(Records drawn from a dataset)
━━━━━━━━━━━━━━━━━━━━━━━━━━━━━━
// Copyright 2025 Anapaya Systems
//
// Licensed under the Apache License, Version 2.0 (the "License");
// you may not use this file except in compliance with the License.
// You may obtain a copy of the License at
//
//   http://www.apache.org/licenses/LICENSE-2.0
//
// Unless required by applicable law or agreed to in writing, software
// distributed under the License is distributed on an "AS IS" BASIS,
// WITHOUT WARRANTIES OR CONDITIONS OF ANY KIND, either express or implied.
// See the License for the specific language governing permissions and
// limitations under the License.
//! A tool to list the end-to-end trips that can be stitched from a set of COLIBRI segment
//! reservations.
//!
//! The input is a JSON document describing the stitchable segments:
//!
//! ```json
//! {
//!     "src_ia": "1-ff00:0:111",
//!     "dst_ia": "1-ff00:0:112",
//!     "up": [ ... ],
//!     "core": [ ... ],
//!     "down": [ ... ]
//! }
//! ```

use std::{
    fs,
    path::{Path, PathBuf},
};

use anyhow::Context;
use clap::Parser;
use colibri_proto::colibri::{FullTrip, StitchableSegments};
use serde::Serialize;
use tracing_subscriber::EnvFilter;

#[derive(Parser)]
#[command(author, version, about, long_about = None)]
struct Cli {
    #[command(subcommand)]
    command: Commands,
}

#[derive(clap::Subcommand)]
enum Commands {
    /// Stitches the segment reservations into trips, highest bandwidth first.
    Stitch {
        /// JSON file with the stitchable segments.
        segments: PathBuf,
        /// Print the trips as JSON.
        #[arg(long)]
        json: bool,
    },
    /// Checks that the segment reservations are well formed.
    Validate {
        /// JSON file with the stitchable segments.
        segments: PathBuf,
    },
}

#[derive(Serialize)]
struct TripSummary<'a> {
    bw_kbps: u64,
    segments: &'a FullTrip,
}

fn main() -> anyhow::Result<()> {
    tracing_subscriber::fmt()
        .with_env_filter(EnvFilter::from_default_env())
        .with_writer(std::io::stderr)
        .init();

    let cli = Cli::parse();
    match cli.command {
        Commands::Stitch { segments, json } => run_stitch(segments, json),
        Commands::Validate { segments } => {
            let segments = load_segments(&segments)?;
            println!(
                "{} -> {}: {} up, {} core, {} down segments, all valid.",
                segments.src_ia,
                segments.dst_ia,
                segments.up.len(),
                segments.core.len(),
                segments.down.len()
            );
            Ok(())
        }
    }
}

fn run_stitch(path: PathBuf, json: bool) -> anyhow::Result<()> {
    let segments = load_segments(&path)?;

    let mut trips = segments.combine_all();
    trips.sort_by_key(|trip| std::cmp::Reverse(trip.bw()));
    tracing::info!(
        n_trips = trips.len(),
        src = %segments.src_ia,
        dst = %segments.dst_ia,
        "Stitched trips"
    );

    if json {
        let summaries: Vec<_> = trips
            .iter()
            .map(|trip| TripSummary {
                bw_kbps: trip.bw(),
                segments: trip,
            })
            .collect();
        let out = serde_json::to_string_pretty(&summaries).context("serializing trips")?;
        println!("{out}");
        return Ok(());
    }

    if trips.is_empty() {
        println!("No trips from {} to {}.", segments.src_ia, segments.dst_ia);
        return Ok(());
    }
    for (i, trip) in trips.iter().enumerate() {
        println!("[{i:>3}] {:>12} kbps  {trip}", trip.bw());
        for look in trip.segments() {
            println!("        {look}");
        }
    }
    Ok(())
}

fn load_segments(path: &Path) -> anyhow::Result<StitchableSegments> {
    let content = fs::read_to_string(path)
        .with_context(|| format!("reading segments from {}", path.display()))?;
    let segments: StitchableSegments = serde_json::from_str(&content)
        .with_context(|| format!("parsing segments from {}", path.display()))?;
    segments
        .validate()
        .with_context(|| format!("validating segments from {}", path.display()))?;
    Ok(segments)
}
━━━━━━━━━━━━━━━━━━━━━━━━━━━━━━
#### YOUR GOAL:
Each record above is to be reproduced word for word.

#### EXERCISE OUTPUT:
// Copyright 2025 Anapaya Systems
//
// Licensed under the Apache License, Version 2.0 (the "License");
// you may not use this file except in compliance with the License.
// You may obtain a copy of the License at
//
//   http://www.apache.org/licenses/LICENSE-2.0
//
// Unless required by applicable law or agreed to in writing, software
// distributed under the License is distributed on an "AS IS" BASIS,
// WITHOUT WARRANTIES OR CONDITIONS OF ANY KIND, either express or implied.
// See the License for the specific language governing permissions and
// limitations under the License.
//! A tool to list the end-to-end trips that can be stitched from a set of COLIBRI segment
//! reservations.
//!
//! The input is a JSON document describing the stitchable segments:
//!
//! ```json
//! {
//!     "src_ia": "1-ff00:0:111",
//!     "dst_ia": "1-ff00:0:112",
//!     "up": [ ... ],
//!     "core": [ ... ],
//!     "down": [ ... ]
//! }
//! ```

use std::{
    fs,
    path::{Path, PathBuf},
};

use anyhow::Context;
use clap::Parser;
use colibri_proto::colibri::{FullTrip, StitchableSegments};
use serde::Serialize;
use tracing_subscriber::EnvFilter;

#[derive(Parser)]
#[command(author, version, about, long_about = None)]
struct Cli {
    #[command(subcommand)]
    command: Commands,
}

#[derive(clap::Subcommand)]
enum Commands {
    /// Stitches the segment reservations into trips, highest bandwidth first.
    Stitch {
        /// JSON file with the stitchable segments.
        segments: PathBuf,
        /// Print the trips as JSON.
        #[arg(long)]
        json: bool,
    },
    /// Checks that the segment reservations are well formed.
    Validate {
        /// JSON file with the stitchable segments.
        segments: PathBuf,
    },
}

#[derive(Serialize)]
struct TripSummary<'a> {
    bw_kbps: u64,
    segments: &'a FullTrip,
}

fn main() -> anyhow::Result<()> {
    tracing_subscriber::fmt()
        .with_env_filter(EnvFilter::from_default_env())
        .with_writer(std::io::stderr)
        .init();

    let cli = Cli::parse();
    match cli.command {
        Commands::Stitch { segments, json } => run_stitch(segments, json),
        Commands::Validate { segments } => {
            let segments = load_segments(&segments)?;
            println!(
                "{} -> {}: {} up, {} core, {} down segments, all valid.",
                segments.src_ia,
                segments.dst_ia,
                segments.up.len(),
                segments.core.len(),
                segments.down.len()
            );
            Ok(())
        }
    }
}

fn run_stitch(path: PathBuf, json: bool) -> anyhow::Result<()> {
    let segments = load_segments(&path)?;

    let mut trips = segments.combine_all();
    trips.sort_by_key(|trip| std::cmp::Reverse(trip.bw()));
    tracing::info!(
        n_trips = trips.len(),
        src = %segments.src_ia,
        dst = %segments.dst_ia,
        "Stitched trips"
    );

    if json {
        let summaries: Vec<_> = trips
            .iter()
            .map(|trip| TripSummary {
                bw_kbps: trip.bw(),
                segments: trip,
            })
            .collect();
        let out = serde_json::to_string_pretty(&summaries).context("serializing trips")?;
        println!("{out}");
        return Ok(());
    }

    if trips.is_empty() {
        println!("No trips from {} to {}.", segments.src_ia, segments.dst_ia);
        return Ok(());
    }
    for (i, trip) in trips.iter().enumerate() {
        println!("[{i:>3}] {:>12} kbps  {trip}", trip.bw());
        for look in trip.segments() {
            println!("        {look}");
        }
    }
    Ok(())
}

fn load_segments(path: &Path) -> anyhow::Result<StitchableSegments> {
    let content = fs::read_to_string(path)
        .with_context(|| format!("reading segments from {}", path.display()))?;
    let segments: StitchableSegments = serde_json::from_str(&content)
        .with_context(|| format!("parsing segments from {}", path.display()))?;
    segments
        .validate()
        .with_context(|| format!("validating segments from {}", path.display()))?;
    Ok(segments)
}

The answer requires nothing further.